- EXERCISE DIRECTIONS -
Each record should appear again in the response exactly as it does in the original.

- MATERIALS PROVIDED -
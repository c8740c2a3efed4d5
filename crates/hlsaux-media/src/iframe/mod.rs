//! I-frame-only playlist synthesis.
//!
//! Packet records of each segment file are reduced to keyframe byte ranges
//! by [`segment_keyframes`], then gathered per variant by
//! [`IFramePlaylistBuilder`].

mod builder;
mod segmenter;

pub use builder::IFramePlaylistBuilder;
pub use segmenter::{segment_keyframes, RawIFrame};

- ANSWER TO THE PROBLEM -
repository c8740c2a3efed4d5
filename crates/hlsaux-media/src/iframe/mod.rs
//! I-frame-only playlist synthesis.
//!
//! Packet records of each segment file are reduced to keyframe byte ranges
//! by [`segment_keyframes`], then gathered per variant by
//! [`IFramePlaylistBuilder`].

mod builder;
mod segmenter;

pub use builder::IFramePlaylistBuilder;
pub use segmenter::{segment_keyframes, RawIFrame};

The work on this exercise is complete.